Your objective: Return the whole listing exactly as it stands.

__________

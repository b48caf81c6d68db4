use axum::{routing::get, Router};
use metrics::gauge;
use metrics_exporter_prometheus::{PrometheusBuilder, PrometheusHandle};

pub struct Metrics {
    pub handle: PrometheusHandle,
}

impl Metrics {
    /// Initialize the Prometheus recorder and expose a static gauge for the
    /// feed cache TTL.
    pub fn init(cache_ttl_secs: u64) -> Self {
        let builder = PrometheusBuilder::new();

        let handle = builder
            .install_recorder()
            .expect("prometheus: install recorder");

        gauge!("aggregate_cache_ttl_secs").set(cache_ttl_secs as f64);

        Self { handle }
    }

    /// Returns a router exposing `/metrics` with the Prometheus exposition format.
    pub fn router(&self) -> Router {
        let handle = self.handle.clone();
        Router::new().route(
            "/metrics",
            get(move || {
                let h = handle.clone();
                async move { h.render() }
            }),
        )
    }
}
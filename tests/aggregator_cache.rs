// tests/aggregator_cache.rs
//! Cache behavior of the aggregator: idempotent reads within the TTL window,
//! absolute TTL expiry, and administrative reset.

use std::sync::atomic::{AtomicUsize, Ordering};
use std::sync::Arc;
use std::time::{Duration, SystemTime, UNIX_EPOCH};

use anyhow::Result;
use async_trait::async_trait;
use conflict_event_aggregator::{
    AggregatorConfig, EventAggregator, RawRecord, RetryPolicy, SourceAdapter, SourceKind,
};

struct CountingSource {
    records: Vec<RawRecord>,
    calls: AtomicUsize,
}

#[async_trait]
impl SourceAdapter for CountingSource {
    async fn fetch_recent(&self) -> Result<Vec<RawRecord>> {
        self.calls.fetch_add(1, Ordering::SeqCst);
        Ok(self.records.clone())
    }
    fn name(&self) -> &'static str {
        "counting"
    }
    fn kind(&self) -> SourceKind {
        SourceKind::StructuredApi
    }
}

fn now_unix() -> u64 {
    SystemTime::now()
        .duration_since(UNIX_EPOCH)
        .unwrap_or_default()
        .as_secs()
}

fn rec(country: &str, ts: u64, category: &str) -> RawRecord {
    RawRecord {
        country: Some(country.to_string()),
        event_time: Some(ts.to_string()),
        category: Some(category.to_string()),
        ..RawRecord::default()
    }
}

fn test_config(ttl_secs: u64) -> AggregatorConfig {
    AggregatorConfig {
        cache_ttl_secs: ttl_secs,
        retry: RetryPolicy {
            max_retries: 3,
            base_delay_ms: 1,
            max_jitter_ms: 0,
            attempt_timeout_secs: 5,
        },
        ..AggregatorConfig::default()
    }
}

fn build(ttl_secs: u64, records: Vec<RawRecord>) -> (Arc<CountingSource>, EventAggregator) {
    let source = Arc::new(CountingSource {
        records,
        calls: AtomicUsize::new(0),
    });
    let adapters = vec![source.clone() as Arc<dyn SourceAdapter>];
    let agg = EventAggregator::new(adapters, &test_config(ttl_secs));
    (source, agg)
}

#[tokio::test]
async fn second_read_within_ttl_is_served_from_cache() {
    let now = now_unix();
    let (source, agg) = build(
        300,
        vec![rec("Ukraine", now - 100, "battle"), rec("Sudan", now - 200, "battle")],
    );

    let first = agg.get_all_events(false).await;
    let second = agg.get_all_events(false).await;

    assert_eq!(source.calls.load(Ordering::SeqCst), 1, "no extra source calls");
    assert_eq!(first.events, second.events);
    assert_eq!(first.fetched_at, second.fetched_at);
    assert!(!second.stale);
    assert_eq!(first.events.len(), 2);
}

#[tokio::test]
async fn forced_refresh_bypasses_fresh_cache() {
    let now = now_unix();
    let (source, agg) = build(300, vec![rec("Ukraine", now - 100, "battle")]);

    agg.get_all_events(false).await;
    agg.get_all_events(true).await;

    assert_eq!(source.calls.load(Ordering::SeqCst), 2);
}

#[tokio::test]
async fn expired_entry_triggers_a_new_fetch() {
    let now = now_unix();
    let (source, agg) = build(1, vec![rec("Ukraine", now - 100, "battle")]);

    agg.get_all_events(false).await;
    tokio::time::sleep(Duration::from_millis(1_200)).await;
    let snap = agg.get_all_events(false).await;

    assert_eq!(source.calls.load(Ordering::SeqCst), 2);
    assert!(!snap.stale);
}

#[tokio::test]
async fn clear_cache_drops_entries_and_forces_refetch() {
    let now = now_unix();
    let (source, agg) = build(300, vec![rec("Ukraine", now - 100, "battle")]);

    agg.get_all_events(false).await;
    agg.clear_cache().await;
    agg.get_all_events(false).await;

    assert_eq!(source.calls.load(Ordering::SeqCst), 2);
}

__________

Answer to this problem:
repository b48caf81c6d68db4
use axum::{routing::get, Router};
use metrics::gauge;
use metrics_exporter_prometheus::{PrometheusBuilder, PrometheusHandle};

pub struct Metrics {
    pub handle: PrometheusHandle,
}

impl Metrics {
    /// Initialize the Prometheus recorder and expose a static gauge for the
    /// feed cache TTL.
    pub fn init(cache_ttl_secs: u64) -> Self {
        let builder = PrometheusBuilder::new();

        let handle = builder
            .install_recorder()
            .expect("prometheus: install recorder");

        gauge!("aggregate_cache_ttl_secs").set(cache_ttl_secs as f64);

        Self { handle }
    }

    /// Returns a router exposing `/metrics` with the Prometheus exposition format.
    pub fn router(&self) -> Router {
        let handle = self.handle.clone();
        Router::new().route(
            "/metrics",
            get(move || {
                let h = handle.clone();
                async move { h.render() }
            }),
        )
    }
}
filename tests/aggregator_cache.rs
// tests/aggregator_cache.rs
//! Cache behavior of the aggregator: idempotent reads within the TTL window,
//! absolute TTL expiry, and administrative reset.

use std::sync::atomic::{AtomicUsize, Ordering};
use std::sync::Arc;
use std::time::{Duration, SystemTime, UNIX_EPOCH};

use anyhow::Result;
use async_trait::async_trait;
use conflict_event_aggregator::{
    AggregatorConfig, EventAggregator, RawRecord, RetryPolicy, SourceAdapter, SourceKind,
};

struct CountingSource {
    records: Vec<RawRecord>,
    calls: AtomicUsize,
}

#[async_trait]
impl SourceAdapter for CountingSource {
    async fn fetch_recent(&self) -> Result<Vec<RawRecord>> {
        self.calls.fetch_add(1, Ordering::SeqCst);
        Ok(self.records.clone())
    }
    fn name(&self) -> &'static str {
        "counting"
    }
    fn kind(&self) -> SourceKind {
        SourceKind::StructuredApi
    }
}

fn now_unix() -> u64 {
    SystemTime::now()
        .duration_since(UNIX_EPOCH)
        .unwrap_or_default()
        .as_secs()
}

fn rec(country: &str, ts: u64, category: &str) -> RawRecord {
    RawRecord {
        country: Some(country.to_string()),
        event_time: Some(ts.to_string()),
        category: Some(category.to_string()),
        ..RawRecord::default()
    }
}

fn test_config(ttl_secs: u64) -> AggregatorConfig {
    AggregatorConfig {
        cache_ttl_secs: ttl_secs,
        retry: RetryPolicy {
            max_retries: 3,
            base_delay_ms: 1,
            max_jitter_ms: 0,
            attempt_timeout_secs: 5,
        },
        ..AggregatorConfig::default()
    }
}

fn build(ttl_secs: u64, records: Vec<RawRecord>) -> (Arc<CountingSource>, EventAggregator) {
    let source = Arc::new(CountingSource {
        records,
        calls: AtomicUsize::new(0),
    });
    let adapters = vec![source.clone() as Arc<dyn SourceAdapter>];
    let agg = EventAggregator::new(adapters, &test_config(ttl_secs));
    (source, agg)
}

#[tokio::test]
async fn second_read_within_ttl_is_served_from_cache() {
    let now = now_unix();
    let (source, agg) = build(
        300,
        vec![rec("Ukraine", now - 100, "battle"), rec("Sudan", now - 200, "battle")],
    );

    let first = agg.get_all_events(false).await;
    let second = agg.get_all_events(false).await;

    assert_eq!(source.calls.load(Ordering::SeqCst), 1, "no extra source calls");
    assert_eq!(first.events, second.events);
    assert_eq!(first.fetched_at, second.fetched_at);
    assert!(!second.stale);
    assert_eq!(first.events.len(), 2);
}

#[tokio::test]
async fn forced_refresh_bypasses_fresh_cache() {
    let now = now_unix();
    let (source, agg) = build(300, vec![rec("Ukraine", now - 100, "battle")]);

    agg.get_all_events(false).await;
    agg.get_all_events(true).await;

    assert_eq!(source.calls.load(Ordering::SeqCst), 2);
}

#[tokio::test]
async fn expired_entry_triggers_a_new_fetch() {
    let now = now_unix();
    let (source, agg) = build(1, vec![rec("Ukraine", now - 100, "battle")]);

    agg.get_all_events(false).await;
    tokio::time::sleep(Duration::from_millis(1_200)).await;
    let snap = agg.get_all_events(false).await;

    assert_eq!(source.calls.load(Ordering::SeqCst), 2);
    assert!(!snap.stale);
}

#[tokio::test]
async fn clear_cache_drops_entries_and_forces_refetch() {
    let now = now_unix();
    let (source, agg) = build(300, vec![rec("Ukraine", now - 100, "battle")]);

    agg.get_all_events(false).await;
    agg.clear_cache().await;
    agg.get_all_events(false).await;

    assert_eq!(source.calls.load(Ordering::SeqCst), 2);
}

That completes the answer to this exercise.